La victime, le commun et le plurivers

C’est en saisissant à la fois ce tort en soi et la manière de le combattre qu’on atteindrait une forme d’universalité en opposition radicale à l’universalisme occidental : un pluriversalisme [3] qui rassemblerait « des visions du monde et des pratiques radicalement différentes qui, de tous les continents, pointent vers des futurs écologiquement sages et socialement justes ». En luttant contre les souffrances qu’infligent « la modernité, le capitalisme, l’industrialisme, la domination de l’Etat et les valeurs masculinistes », quelque chose de l’ordre du commun émergerait qui permettrait de dépasser la figure de la victime en conservant l’énergie émotionnelle qu’elle véhicule, mais au profit de la transformation – de la victime et du monde. Démarche à l’opposé de la dénonciation de « l’idéologie victimaire », thème de prédilection de la pensée réactionnaire contemporaine, encore une fois recyclé dans le dernier livre d’un philosophe de croisières. Entre un séjour de ski à Megève et une conférence à quelques milliers d’euros, Bruckner y mélange la mémoire de l’esclavage des Noirs américains et l’insatisfaction du consommateur occidental entretenue par le commerce, pour nous proposer ce programme : « l’effacement des déconvenues, des humiliations, abandonnées au trou noir du passé ». Chers noirs américains, on a fait vivre et mourir vos ancêtres dans des conditions ignominieuses, on s’efforce, peu ou prou, de vous y maintenir ? Je comprends votre déconvenue et votre humiliation, mais voyez, moi-même, Pascal Bruckner, je n’ai pas pu être élu à l’Académie française, eh bien, je ne vais pas pour autant céder à la « sacralisation du malheur » et je n’hésite pas à « me projeter vers un avenir d’inconnu et de surprises ». Tout ce qu’on souhaite, en le lisant, c’est que les surprises qui l’attendent, sous forme de tarte à la crème ou de révolution mondiale, soient de celles qui contrecarrent l’envahissement de l’espace public par ce genre de prêche. Les déplorations sur l’amollissement de l’époque, sur la sensibilité de princesse au petit pois qui serait caractéristiques d’une population trop abrutie de plaisirs et de facilités sont typiques des périodes préfascistes.

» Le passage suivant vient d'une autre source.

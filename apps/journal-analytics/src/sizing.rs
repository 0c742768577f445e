//! Fixed-fractional position sizing.
//!
//! The journal's tools page sizes a position from the account balance, the
//! fraction of it the trader is willing to lose, and the distance between
//! entry and stop.

use rust_decimal::Decimal;
use serde::{Deserialize, Serialize};

/// Result of a position-size calculation.
#[derive(Debug, Clone, PartialEq, Eq, Serialize, Deserialize)]
#[serde(rename_all = "camelCase")]
pub struct PositionSize {
    /// Amount at risk: balance times the risk percentage.
    pub risk_amount: Decimal,
    /// Adverse move per unit: |entry - stop|.
    pub risk_per_unit: Decimal,
    /// Units to trade, floored to a whole number.
    pub quantity: Decimal,
    /// Capital required at the entry price.
    pub capital_required: Decimal,
}

/// Size a position so that a stop-out loses `risk_percent` of `balance`.
///
/// Returns `None` when the inputs cannot produce a meaningful size: a
/// non-positive balance, percentage, or entry price, or a stop equal to the
/// entry (zero risk per unit).
#[must_use]
pub fn position_size(
    balance: Decimal,
    risk_percent: Decimal,
    entry_price: Decimal,
    stop_price: Decimal,
) -> Option<PositionSize> {
    if balance <= Decimal::ZERO || risk_percent <= Decimal::ZERO || entry_price <= Decimal::ZERO {
        return None;
    }

    let risk_per_unit = (entry_price - stop_price).abs();
    if risk_per_unit == Decimal::ZERO {
        return None;
    }

    let risk_amount = balance * risk_percent / Decimal::ONE_HUNDRED;
    let quantity = (risk_amount / risk_per_unit).floor();
    let capital_required = quantity * entry_price;

    Some(PositionSize {
        risk_amount,
        risk_per_unit,
        quantity,
        capital_required,
    })
}

#[cfg(test)]
mod tests {
    use rust_decimal_macros::dec;

    use super::*;

    #[test]
    fn sizes_a_one_percent_risk_position() {
        let size = position_size(dec!(100000), dec!(1), dec!(500), dec!(490)).unwrap();

        assert_eq!(size.risk_amount, dec!(1000));
        assert_eq!(size.risk_per_unit, dec!(10));
        assert_eq!(size.quantity, dec!(100));
        assert_eq!(size.capital_required, dec!(50000));
    }

    #[test]
    fn quantity_floors_to_whole_units() {
        let size = position_size(dec!(100000), dec!(1), dec!(500), dec!(493)).unwrap();
        // 1000 / 7 = 142.857...
        assert_eq!(size.quantity, dec!(142));
    }

    #[test]
    fn short_side_stop_above_entry_works_too() {
        let size = position_size(dec!(50000), dec!(2), dec!(200), dec!(204)).unwrap();
        assert_eq!(size.risk_per_unit, dec!(4));
        assert_eq!(size.quantity, dec!(250));
    }

    #[test]
    fn stop_at_entry_is_unusable() {
        assert!(position_size(dec!(100000), dec!(1), dec!(500), dec!(500)).is_none());
    }

    #[test]
    fn non_positive_inputs_are_unusable() {
        assert!(position_size(dec!(0), dec!(1), dec!(500), dec!(490)).is_none());
        assert!(position_size(dec!(100000), dec!(0), dec!(500), dec!(490)).is_none());
        assert!(position_size(dec!(100000), dec!(1), dec!(0), dec!(490)).is_none());
        assert!(position_size(dec!(-5), dec!(1), dec!(500), dec!(490)).is_none());
    }
}
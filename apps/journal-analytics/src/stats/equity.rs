//! Cumulative equity series for the dashboard chart.

use rust_decimal::Decimal;
use serde::{Deserialize, Serialize};

use crate::models::Trade;

/// One point on an equity chart.
#[derive(Debug, Clone, PartialEq, Eq, Serialize, Deserialize)]
pub struct EquityPoint {
    /// Display-formatted date.
    pub date: String,
    /// Cumulative value at this point.
    pub equity: Decimal,
}

/// Running-sum equity series over the given trades, ordered by entry
/// timestamp.
///
/// The sort is stable: trades sharing a timestamp keep their relative
/// order, so the same collection always produces the same series. The last
/// point's value equals the collection's net P/L.
#[must_use]
pub fn cumulative_equity<'a, I>(trades: I) -> Vec<EquityPoint>
where
    I: IntoIterator<Item = &'a Trade>,
{
    let mut ordered: Vec<&Trade> = trades.into_iter().collect();
    ordered.sort_by_key(|t| t.entry_time);

    let mut running = Decimal::ZERO;
    ordered
        .into_iter()
        .map(|t| {
            running += t.pnl;
            EquityPoint {
                date: t.entry_time.format("%b %-d").to_string(),
                equity: running,
            }
        })
        .collect()
}
//! Backtest replay.

use rust_decimal::Decimal;
use tracing::{debug, info};

use super::config::BacktestConfig;
use super::filter::select_trades;
use super::report::{BacktestReport, BacktestSummary};
use crate::error::AnalyticsError;
use crate::models::Trade;
use crate::stats::{EquityPoint, profit_factor};

/// Sentinel profit factor for a run with no losing trades. A narrow backtest
/// slice with zero losses is common, so this sits an order of magnitude
/// above the dashboard's cap while staying a plain, comparable number.
const PROFIT_FACTOR_CAP: Decimal = Decimal::ONE_HUNDRED;

/// Replays a filtered slice of the journal against a simulated balance.
///
/// The engine holds only its criteria; [`BacktestEngine::run`] is a pure
/// function of the collection it is handed, so one engine can serve
/// concurrent callers over independent collections.
#[derive(Debug, Clone)]
pub struct BacktestEngine {
    config: BacktestConfig,
}

impl BacktestEngine {
    /// Create an engine from validated criteria.
    ///
    /// # Errors
    ///
    /// Returns [`AnalyticsError::InvalidValue`] for a non-positive starting
    /// balance.
    pub fn new(config: BacktestConfig) -> Result<Self, AnalyticsError> {
        config.validate()?;
        Ok(Self { config })
    }

    /// The criteria this engine replays.
    #[must_use]
    pub const fn config(&self) -> &BacktestConfig {
        &self.config
    }

    /// Run the backtest over the given journal.
    #[must_use]
    pub fn run(&self, trades: &[Trade]) -> BacktestReport {
        let selected = select_trades(trades, &self.config);
        let strategy = self.config.strategy.label().to_string();

        info!(
            strategy = %strategy,
            matched = selected.len(),
            available = trades.len(),
            "backtest run"
        );

        if selected.is_empty() {
            return BacktestReport::NoMatches { strategy };
        }

        let initial = self.config.initial_capital;
        let mut equity = initial;
        let mut peak = initial;
        let mut max_drawdown = Decimal::ZERO;
        let mut total_pnl = Decimal::ZERO;
        let mut wins = 0u64;
        let mut gross_profit = Decimal::ZERO;
        let mut gross_loss = Decimal::ZERO;

        // Pre-trade origin point so the chart starts at the starting balance.
        let mut curve = Vec::with_capacity(selected.len() + 1);
        curve.push(EquityPoint {
            date: self.config.start_date.format("%Y-%m-%d").to_string(),
            equity: initial.round_dp(2),
        });

        for trade in &selected {
            total_pnl += trade.pnl;
            equity += trade.pnl;
            if equity > peak {
                peak = equity;
            }
            let drawdown = (peak - equity) / peak * Decimal::ONE_HUNDRED;
            if drawdown > max_drawdown {
                max_drawdown = drawdown;
            }
            if trade.is_win() {
                wins += 1;
                gross_profit += trade.pnl;
            } else {
                gross_loss += trade.pnl.abs();
            }
            curve.push(EquityPoint {
                date: trade.entry_time.format("%Y-%m-%d").to_string(),
                equity: equity.round_dp(2),
            });

            debug!(trade_id = %trade.id, pnl = %trade.pnl, equity = %equity, "replayed trade");
        }

        let count = selected.len() as u64;
        let win_rate = Decimal::from(wins) / Decimal::from(count) * Decimal::ONE_HUNDRED;

        BacktestReport::Completed(BacktestSummary {
            strategy,
            trade_count: count,
            total_pnl: total_pnl.round_dp(2),
            win_rate,
            profit_factor: profit_factor(gross_profit, gross_loss, PROFIT_FACTOR_CAP),
            max_drawdown,
            equity_curve: curve,
        })
    }
}

#[cfg(test)]
mod tests {
    use chrono::NaiveDate;
    use rust_decimal_macros::dec;
    use serde_json::json;

    use super::*;
    use crate::backtest::config::{SideFilter, StrategyFilter};

    fn trade(id: &str, entry: &str, pnl: f64) -> Trade {
        serde_json::from_value(json!({
            "id": id,
            "userId": "u-1",
            "symbol": "NIFTY",
            "assetClass": "Index",
            "type": "LONG",
            "entryDate": entry,
            "status": "CLOSED",
            "pnl": pnl,
        }))
        .unwrap()
    }

    fn engine() -> BacktestEngine {
        BacktestEngine::new(BacktestConfig {
            strategy: StrategyFilter::All,
            start_date: NaiveDate::from_ymd_opt(2024, 1, 1).unwrap(),
            end_date: NaiveDate::from_ymd_opt(2024, 1, 31).unwrap(),
            side: SideFilter::All,
            condition: String::new(),
            initial_capital: dec!(100000),
        })
        .unwrap()
    }

    #[test]
    fn rejects_non_positive_capital() {
        let mut config = engine().config().clone();
        config.initial_capital = Decimal::ZERO;
        assert!(BacktestEngine::new(config).is_err());
    }

    #[test]
    fn empty_journal_yields_no_matches() {
        let report = engine().run(&[]);
        assert_eq!(
            report,
            BacktestReport::NoMatches {
                strategy: "All Strategies".to_string()
            }
        );
    }

    #[test]
    fn replay_produces_the_full_summary() {
        let trades = vec![
            trade("t-1", "2024-01-01", 1000.0),
            trade("t-2", "2024-01-05", -400.0),
            trade("t-3", "2024-01-10", 1000.0),
        ];
        let report = engine().run(&trades);
        let summary = report.summary().unwrap();

        assert_eq!(summary.strategy, "All Strategies");
        assert_eq!(summary.trade_count, 3);
        assert_eq!(summary.total_pnl, dec!(1600));
        assert_eq!(summary.win_rate.round_dp(2), dec!(66.67));
        assert_eq!(summary.profit_factor, dec!(5));
        // Deepest decline: 400 off a 101,000 peak.
        assert_eq!(summary.max_drawdown.round_dp(4), dec!(0.3960));
    }

    #[test]
    fn equity_curve_is_seeded_with_the_starting_balance() {
        let trades = vec![
            trade("t-1", "2024-01-05", 1000.0),
            trade("t-2", "2024-01-10", -400.0),
        ];
        let report = engine().run(&trades);
        let curve = &report.summary().unwrap().equity_curve;

        assert_eq!(curve.len(), 3);
        assert_eq!(curve[0].date, "2024-01-01");
        assert_eq!(curve[0].equity, dec!(100000));
        assert_eq!(curve[1].equity, dec!(101000));
        assert_eq!(curve[2].equity, dec!(100600));
    }

    #[test]
    fn last_curve_point_reflects_total_pnl() {
        let trades = vec![
            trade("t-1", "2024-01-03", 512.25),
            trade("t-2", "2024-01-07", -130.5),
        ];
        let report = engine().run(&trades);
        let summary = report.summary().unwrap();

        let last = summary.equity_curve.last().unwrap();
        assert_eq!(last.equity, dec!(100000) + summary.total_pnl);
    }

    #[test]
    fn drawdown_is_zero_when_equity_only_rises() {
        let trades = vec![
            trade("t-1", "2024-01-03", 500.0),
            trade("t-2", "2024-01-07", 700.0),
        ];
        let summary = engine().run(&trades).summary().cloned().unwrap();
        assert_eq!(summary.max_drawdown, Decimal::ZERO);
        assert_eq!(summary.profit_factor, dec!(100));
        assert_eq!(summary.win_rate, dec!(100));
    }

    #[test]
    fn break_even_trades_count_against_the_win_rate() {
        let trades = vec![
            trade("t-1", "2024-01-03", 500.0),
            trade("t-2", "2024-01-07", 0.0),
        ];
        let summary = engine().run(&trades).summary().cloned().unwrap();
        assert_eq!(summary.trade_count, 2);
        assert_eq!(summary.win_rate, dec!(50));
        // A flat trade adds nothing to gross loss, so the cap applies.
        assert_eq!(summary.profit_factor, dec!(100));
    }

    #[test]
    fn long_and_short_runs_partition_the_journal() {
        let mut trades = vec![
            trade("l-1", "2024-01-03", 500.0),
            trade("l-2", "2024-01-10", -250.0),
        ];
        let mut short = trade("s-1", "2024-01-05", 300.0);
        short.side = crate::models::TradeSide::Short;
        trades.push(short);

        let mut long_config = engine().config().clone();
        long_config.side = SideFilter::Long;
        let mut short_config = engine().config().clone();
        short_config.side = SideFilter::Short;

        let longs = BacktestEngine::new(long_config).unwrap().run(&trades);
        let shorts = BacktestEngine::new(short_config).unwrap().run(&trades);

        assert_eq!(longs.trade_count() + shorts.trade_count(), trades.len() as u64);
        assert_eq!(longs.trade_count(), 2);
        assert_eq!(shorts.trade_count(), 1);
    }
}
//! Rule-adherence measures for the discipline view.

use std::cmp::Reverse;

use crate::models::Trade;

/// Length of the current streak of trades free of the given mistake label.
///
/// Trades are taken most-recent first (by entry timestamp); the count stops
/// at the first trade whose mistake tags carry the label. The label match
/// is exact.
#[must_use]
pub fn clean_streak<'a, I>(trades: I, mistake: &str) -> usize
where
    I: IntoIterator<Item = &'a Trade>,
{
    let mut ordered: Vec<&Trade> = trades.into_iter().collect();
    ordered.sort_by_key(|t| Reverse(t.entry_time));

    ordered
        .iter()
        .take_while(|t| !t.mistakes.iter().any(|m| m == mistake))
        .count()
}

Mais face à la Brute qui vient, la position de la victime est d’une faiblesse criante. C’est peu dire qu’elle ne séduit guère. Le refus de l’identité de victime est aussi bien ancré dans les quartiers populaires, où le mot est perçu comme une insulte, qu’explicité par beaucoup de personnes en rébellion contre ce qui les fait souffrir. C’est le cas, par exemple, de l’auteur de Les Luttes des putes, (La Fabrique), Thierry Schaffauser pour qui « les travailleurSes du sexe, (…) rejettent ce concept de victimes désespérées, impuissantes et passives, et refusent le statut d’inadaptées sociales institué par la loi ». Désespoir, impuissance et passivité : telle est la position à laquelle la Brute veut réduire la Victime.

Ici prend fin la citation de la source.